Kneeling by Barbara's side he raised her to a sitting posture, and passing his left arm around her rested her head upon his shoulder.

"Dearest Barbara, what has frightened you?" he asked, observing that her eyes were opening. It was the first time he had addressed her by her Christian name; the word had escaped him quite involuntarily. "What has frightened you?" he repeated.

"That!" she said.

Like a timid child she clung to him, and indicating as the cause of her fear the life-size portrait of a man hanging upon the wall,—a portrait scarcely discernible in the dim light.

"Take me away," she murmured faintly. "There is something strange in the atmosphere of this room, something that I can't understand, something that makes me fear. Take me away."

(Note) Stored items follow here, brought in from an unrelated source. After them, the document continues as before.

use crate::config::AppConfig;
use crate::data::calibration::Calibration;
use crate::data::filter::window_indices;
use crate::data::loader::{self, LoadError};
use crate::data::model::{Dataset, TimeWindow};
use crate::fetch::{self, LiveReading};

// ---------------------------------------------------------------------------
// Status line
// ---------------------------------------------------------------------------

#[derive(Debug, Clone, Copy, PartialEq, Eq)]
pub enum StatusLevel {
    Info,
    Success,
    Warning,
    Error,
}

/// Message shown in the toolbar. Every fetch or load failure ends up here;
/// nothing propagates into the render loop.
#[derive(Debug, Clone)]
pub struct StatusMessage {
    pub level: StatusLevel,
    pub text: String,
}

impl StatusMessage {
    pub fn info(text: impl Into<String>) -> Self {
        StatusMessage {
            level: StatusLevel::Info,
            text: text.into(),
        }
    }

    pub fn success(text: impl Into<String>) -> Self {
        StatusMessage {
            level: StatusLevel::Success,
            text: text.into(),
        }
    }

    pub fn warning(text: impl Into<String>) -> Self {
        StatusMessage {
            level: StatusLevel::Warning,
            text: text.into(),
        }
    }

    pub fn error(text: impl Into<String>) -> Self {
        StatusMessage {
            level: StatusLevel::Error,
            text: text.into(),
        }
    }
}

// ---------------------------------------------------------------------------
// Application state
// ---------------------------------------------------------------------------

/// The full UI state, independent of rendering.
pub struct AppState {
    pub config: AppConfig,
    pub calibration: Calibration,

    /// Loaded dataset (None until a log is on disk and parses).
    pub dataset: Option<Dataset>,

    /// Selected time window as (start, end) positions into the sorted
    /// readings, both inclusive.
    pub window_selection: (usize, usize),

    /// Indices of readings inside the current window (cached).
    pub visible_indices: Vec<usize>,

    /// Last live snapshot from the device, if any.
    pub live: Option<LiveReading>,

    /// Status / error message shown in the toolbar.
    pub status_message: Option<StatusMessage>,
}

impl Default for AppState {
    fn default() -> Self {
        AppState {
            config: AppConfig::default(),
            calibration: Calibration::default(),
            dataset: None,
            window_selection: (0, 0),
            visible_indices: Vec::new(),
            live: None,
            status_message: None,
        }
    }
}

impl AppState {
    /// Ingest a freshly loaded dataset and reset the window to its bounds.
    pub fn set_dataset(&mut self, dataset: Dataset) {
        self.window_selection = (0, dataset.len().saturating_sub(1));
        self.visible_indices = (0..dataset.len()).collect();
        self.dataset = Some(dataset);
        self.status_message = None;
    }

    /// The selected window as timestamps, if a dataset is loaded.
    pub fn selected_window(&self) -> Option<TimeWindow> {
        let ds = self.dataset.as_ref()?;
        let (start_idx, end_idx) = self.window_selection;
        let start = ds.readings().get(start_idx)?.timestamp;
        let end = ds.readings().get(end_idx)?.timestamp;
        Some(TimeWindow { start, end })
    }

    /// Move the window endpoints. Out-of-range positions are clamped and a
    /// crossed-over pair is swapped back into order.
    pub fn set_window_selection(&mut self, start_idx: usize, end_idx: usize) {
        let Some(ds) = &self.dataset else { return };
        let last = ds.len().saturating_sub(1);
        let start = start_idx.min(last);
        let end = end_idx.min(last);
        self.window_selection = if start <= end { (start, end) } else { (end, start) };
        self.refilter();
    }

    /// Widen the window back to the full dataset.
    pub fn reset_window(&mut self) {
        if let Some(ds) = &self.dataset {
            let last = ds.len().saturating_sub(1);
            self.window_selection = (0, last);
        }
        self.refilter();
    }

    /// Recompute `visible_indices` after a window change.
    pub fn refilter(&mut self) {
        if let (Some(ds), Some(window)) = (&self.dataset, self.selected_window()) {
            self.visible_indices = window_indices(ds, &window);
        }
    }

    /// Re-read the log from disk, replacing the cached dataset.
    pub fn reload(&mut self) {
        match loader::load_dataset(&self.config.data_file, &self.calibration) {
            Ok(ds) => {
                log::info!(
                    "loaded {} readings from '{}'",
                    ds.len(),
                    self.config.data_file.display()
                );
                self.set_dataset(ds);
            }
            Err(e) => {
                self.dataset = None;
                self.visible_indices.clear();
                self.report_load_error(e);
            }
        }
    }

    /// Download the log from the device, then reload it.
    pub fn download_and_reload(&mut self) {
        let url = self.config.download_url();
        log::info!("downloading '{url}'");
        match fetch::download_csv(&url, &self.config.data_file, self.config.fetch_timeout) {
            Ok(bytes) => {
                self.reload();
                if self.dataset.is_some() {
                    self.status_message = Some(StatusMessage::success(format!(
                        "Downloaded {bytes} bytes from the device."
                    )));
                }
            }
            Err(e) => {
                // The previous log was not touched; keep showing it.
                log::error!("download failed: {e}");
                self.status_message = Some(StatusMessage::error(format!("Download failed: {e}")));
            }
        }
    }

    /// Fetch the device's live snapshot for the toolbar.
    pub fn refresh_live(&mut self) {
        let url = self.config.live_data_url();
        match fetch::fetch_live(&url, self.config.fetch_timeout) {
            Ok(live) => self.live = Some(live),
            Err(e) => {
                log::warn!("live snapshot failed: {e}");
                self.live = None;
                self.status_message =
                    Some(StatusMessage::warning(format!("Live data unavailable: {e}")));
            }
        }
    }

    fn report_load_error(&mut self, e: LoadError) {
        let message = match &e {
            LoadError::MissingFile(_) => {
                log::info!("{e}");
                StatusMessage::info("No data file found, download the log from the device first.")
            }
            LoadError::EmptyFile => {
                log::warn!("{e}");
                StatusMessage::warning("The data file has no rows, download the log again.")
            }
            LoadError::EmptyAfterClean => {
                log::warn!("{e}");
                StatusMessage::warning(
                    "The data file contains no readings with a valid timestamp.",
                )
            }
            other => {
                log::error!("loading '{}': {other}", self.config.data_file.display());
                StatusMessage::error(format!("{other}"))
            }
        };
        self.status_message = Some(message);
    }
}

#[cfg(test)]
mod tests {
    use super::*;
    use crate::data::model::SensorReading;
    use chrono::{NaiveDate, NaiveDateTime};

    fn ts(h: u32, m: u32) -> NaiveDateTime {
        NaiveDate::from_ymd_opt(2024, 6, 15)
            .unwrap()
            .and_hms_opt(h, m, 0)
            .unwrap()
    }

    fn state_with_times(times: &[NaiveDateTime]) -> AppState {
        let readings = times
            .iter()
            .map(|&timestamp| SensorReading {
                timestamp,
                soil_moisture_raw: 1800,
                light_raw: 2000,
                temperature_c: 21.0,
                humidity_pct: 60.0,
                irradiance_w_m2: 511.6,
            })
            .collect();
        let mut state = AppState::default();
        state.set_dataset(Dataset::from_readings(readings));
        state
    }

    #[test]
    fn new_dataset_selects_the_full_window() {
        let state = state_with_times(&[ts(9, 0), ts(9, 5), ts(9, 10)]);
        assert_eq!(state.window_selection, (0, 2));
        assert_eq!(state.visible_indices, vec![0, 1, 2]);
        let window = state.selected_window().unwrap();
        assert_eq!(window.start, ts(9, 0));
        assert_eq!(window.end, ts(9, 10));
    }

    #[test]
    fn narrowing_the_window_refilters() {
        let mut state = state_with_times(&[ts(9, 0), ts(9, 5), ts(9, 10)]);
        state.set_window_selection(0, 1);
        assert_eq!(state.visible_indices, vec![0, 1]);
        state.reset_window();
        assert_eq!(state.visible_indices, vec![0, 1, 2]);
    }

    #[test]
    fn crossed_endpoints_are_swapped_and_clamped() {
        let mut state = state_with_times(&[ts(9, 0), ts(9, 5), ts(9, 10)]);
        state.set_window_selection(2, 0);
        assert_eq!(state.window_selection, (0, 2));
        state.set_window_selection(1, 99);
        assert_eq!(state.window_selection, (1, 2));
        assert_eq!(state.visible_indices, vec![1, 2]);
    }

    #[test]
    fn single_reading_dataset_degenerates_to_a_point() {
        let state = state_with_times(&[ts(9, 0)]);
        assert_eq!(state.window_selection, (0, 0));
        let window = state.selected_window().unwrap();
        assert_eq!(window.start, window.end);
        assert_eq!(state.visible_indices, vec![0]);
    }
}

As she seemed unable of herself to rise, Paul raised her light form in his arms and carried her down the secret stairway, through the bedchamber, past the wondering Lambro and his consort, back again into the dining-hall whence she had first set out.

She neither blushed nor resisted at finding herself in his arms, apparently not giving the matter a thought. Her fear overpowered every other emotion.

"Lambro," she asked, when somewhat revived by a stimulant administered by Jacintha. "There is a man's portrait on the wall of that room. Whose?"

"The Master's."

"The Master's?" she echoed in a tone of dismay. "Have I been living all this time in the house of my enemy?"